▸ PROBLEM REQUIREMENTS
Find every line of the data below that has "Single" in it. Reply with the number only.

Collected data
========================================

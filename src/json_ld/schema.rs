//! Structural contract a JSON-LD candidate must satisfy to count as a Recipe.
//!
//! The shapes are serde sum types; anything serde cannot map onto them, or that
//! fails the checks in [`ValidatedRecipe::from_value`], rejects the whole
//! candidate. Unknown keys are ignored.

use serde::Deserialize;
use serde_json::Value;
use thiserror::Error;

/// Why a candidate was not accepted as a Recipe
#[derive(Error, Debug)]
pub enum SchemaError {
    #[error("@type does not name Recipe")]
    NotARecipe,

    #[error("field shape mismatch: {0}")]
    Shape(#[from] serde_json::Error),

    #[error("instruction step with unrecognized @type")]
    UnrecognizedStep,
}

#[derive(Debug, Clone, PartialEq, Deserialize)]
pub struct ValidatedRecipe {
    #[serde(rename = "@type")]
    pub kind: RecipeType,
    pub name: String,
    #[serde(rename = "recipeIngredient")]
    pub ingredients: Vec<IngredientEntry>,
    #[serde(rename = "recipeInstructions")]
    pub instructions: RecipeInstructions,
    pub image: Option<RecipeImage>,
    #[serde(rename = "recipeYield")]
    pub recipe_yield: Option<RecipeYield>,
    pub nutrition: Option<NutritionInformation>,
    pub video: Option<RecipeVideo>,
}

impl ValidatedRecipe {
    /// Validate a candidate JSON value against the Recipe contract.
    pub fn from_value(value: &Value) -> Result<Self, SchemaError> {
        if !names_recipe(value.get("@type")) {
            return Err(SchemaError::NotARecipe);
        }

        let recipe = ValidatedRecipe::deserialize(value)?;
        if !recipe.kind.is_recipe() {
            return Err(SchemaError::NotARecipe);
        }
        if let RecipeInstructions::Steps(steps) = &recipe.instructions {
            if contains_unrecognized(steps) {
                return Err(SchemaError::UnrecognizedStep);
            }
        }

        Ok(recipe)
    }
}

/// Cheap pre-check so breadcrumbs and organizations skip full deserialization
fn names_recipe(kind: Option<&Value>) -> bool {
    match kind {
        Some(Value::String(kind)) => kind == "Recipe",
        Some(Value::Array(kinds)) => kinds.iter().any(|k| k.as_str() == Some("Recipe")),
        _ => false,
    }
}

fn contains_unrecognized(steps: &[InstructionStep]) -> bool {
    steps.iter().any(|step| match step {
        InstructionStep::HowToStep(_) => false,
        InstructionStep::HowToSection(section) => contains_unrecognized(&section.steps),
        InstructionStep::Unrecognized => true,
    })
}

/// `@type`: either the literal "Recipe" or a list of types that includes it
#[derive(Debug, Clone, PartialEq, Deserialize)]
#[serde(untagged)]
pub enum RecipeType {
    Single(String),
    Multiple(Vec<String>),
}

impl RecipeType {
    pub fn is_recipe(&self) -> bool {
        match self {
            RecipeType::Single(kind) => kind == "Recipe",
            RecipeType::Multiple(kinds) => kinds.iter().any(|k| k == "Recipe"),
        }
    }
}

/// Ingredient entries; some sites group lines one level deep
#[derive(Debug, Clone, PartialEq, Deserialize)]
#[serde(untagged)]
pub enum IngredientEntry {
    Line(String),
    Group(Vec<String>),
}

#[derive(Debug, Clone, PartialEq, Deserialize)]
#[serde(untagged)]
pub enum RecipeInstructions {
    Text(String),
    Steps(Vec<InstructionStep>),
}

#[derive(Debug, Clone, PartialEq, Deserialize)]
#[serde(tag = "@type")]
pub enum InstructionStep {
    HowToStep(HowToStep),
    HowToSection(HowToSection),
    /// Any other tag. Rejected by validation, fatal when formatted.
    #[serde(other)]
    Unrecognized,
}

#[derive(Debug, Clone, PartialEq, Deserialize)]
pub struct HowToStep {
    pub text: String,
}

#[derive(Debug, Clone, PartialEq, Deserialize)]
pub struct HowToSection {
    pub name: String,
    #[serde(rename = "itemListElement")]
    pub steps: Vec<InstructionStep>,
}

impl InstructionStep {
    pub fn step(text: impl Into<String>) -> Self {
        InstructionStep::HowToStep(HowToStep { text: text.into() })
    }

    pub fn section(name: impl Into<String>, steps: Vec<InstructionStep>) -> Self {
        InstructionStep::HowToSection(HowToSection {
            name: name.into(),
            steps,
        })
    }
}

#[derive(Debug, Clone, PartialEq, Deserialize)]
#[serde(untagged)]
pub enum RecipeImage {
    Url(String),
    Urls(Vec<String>),
    Object(ImageObject),
}

#[derive(Debug, Clone, Copy, PartialEq, Eq, Deserialize)]
pub enum ImageObjectTag {
    ImageObject,
}

#[derive(Debug, Clone, PartialEq, Deserialize)]
pub struct ImageObject {
    #[serde(rename = "@type")]
    pub kind: ImageObjectTag,
    pub url: String,
    pub height: Option<f64>,
    pub width: Option<f64>,
}

#[derive(Debug, Clone, PartialEq, Deserialize)]
#[serde(untagged)]
pub enum RecipeYield {
    Text(String),
    List(Vec<String>),
}

impl RecipeYield {
    /// The scalar itself, or the first element of a list
    pub fn first(&self) -> Option<&str> {
        match self {
            RecipeYield::Text(text) => Some(text),
            RecipeYield::List(items) => items.first().map(String::as_str),
        }
    }
}

#[derive(Debug, Clone, Copy, PartialEq, Eq, Default, Deserialize)]
pub enum NutritionTag {
    #[default]
    NutritionInformation,
}

#[derive(Debug, Clone, Default, PartialEq, Deserialize)]
#[serde(rename_all = "camelCase")]
pub struct NutritionInformation {
    #[serde(rename = "@type")]
    pub kind: NutritionTag,
    pub calories: Option<String>,
    pub carbohydrate_content: Option<String>,
    pub cholesterol_content: Option<String>,
    pub fat_content: Option<String>,
    pub fiber_content: Option<String>,
    pub protein_content: Option<String>,
    pub saturated_fat_content: Option<String>,
    pub serving_size: Option<String>,
    pub sodium_content: Option<String>,
    pub sugar_content: Option<String>,
    pub trans_fat_content: Option<String>,
    pub unsaturated_fat_content: Option<String>,
}

/// Nutrients in the order they are rendered. `servingSize` is not a nutrient.
#[derive(Debug, Clone, Copy, PartialEq, Eq)]
pub enum Nutrient {
    Calories,
    Carbohydrate,
    Cholesterol,
    Fat,
    Fiber,
    Protein,
    SaturatedFat,
    Sodium,
    Sugar,
    TransFat,
    UnsaturatedFat,
}

impl Nutrient {
    pub const ALL: [Nutrient; 11] = [
        Nutrient::Calories,
        Nutrient::Carbohydrate,
        Nutrient::Cholesterol,
        Nutrient::Fat,
        Nutrient::Fiber,
        Nutrient::Protein,
        Nutrient::SaturatedFat,
        Nutrient::Sodium,
        Nutrient::Sugar,
        Nutrient::TransFat,
        Nutrient::UnsaturatedFat,
    ];
}

impl NutritionInformation {
    pub fn value(&self, nutrient: Nutrient) -> Option<&str> {
        let value = match nutrient {
            Nutrient::Calories => &self.calories,
            Nutrient::Carbohydrate => &self.carbohydrate_content,
            Nutrient::Cholesterol => &self.cholesterol_content,
            Nutrient::Fat => &self.fat_content,
            Nutrient::Fiber => &self.fiber_content,
            Nutrient::Protein => &self.protein_content,
            Nutrient::SaturatedFat => &self.saturated_fat_content,
            Nutrient::Sodium => &self.sodium_content,
            Nutrient::Sugar => &self.sugar_content,
            Nutrient::TransFat => &self.trans_fat_content,
            Nutrient::UnsaturatedFat => &self.unsaturated_fat_content,
        };
        value.as_deref()
    }

    /// Present nutrients in rendering order
    pub fn present(&self) -> impl Iterator<Item = (Nutrient, &str)> + '_ {
        Nutrient::ALL
            .into_iter()
            .filter_map(move |nutrient| self.value(nutrient).map(|value| (nutrient, value)))
    }
}

#[derive(Debug, Clone, PartialEq, Deserialize)]
#[serde(untagged)]
pub enum RecipeVideo {
    Single(VideoObject),
    Multiple(Vec<VideoObject>),
}

#[derive(Debug, Clone, PartialEq, Deserialize)]
pub struct VideoObject {
    #[serde(rename = "contentUrl")]
    pub content_url: Option<String>,
}
//! The pantry service (Grocy) as seen from the import core: where the nutrition
//! locale comes from, and the recipe body it receives.

mod client;
mod draft;

use async_trait::async_trait;

use crate::error::ImportError;
use crate::format::Locale;

pub use client::{GrocyClient, GrocyVersion, SystemInfo};
pub use draft::{youtube_embed, DraftOptions, PantryRecipeDraft};

/// Resolves the locale used for the nutrition table
#[async_trait]
pub trait LocaleSource: Send + Sync {
    async fn locale(&self) -> Result<Locale, ImportError>;
}

/// A fixed locale, used when no pantry service is configured
#[async_trait]
impl LocaleSource for Locale {
    async fn locale(&self) -> Result<Locale, ImportError> {
        Ok(*self)
    }
}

========================================

▸ ANSWER TO THE PROBLEM
3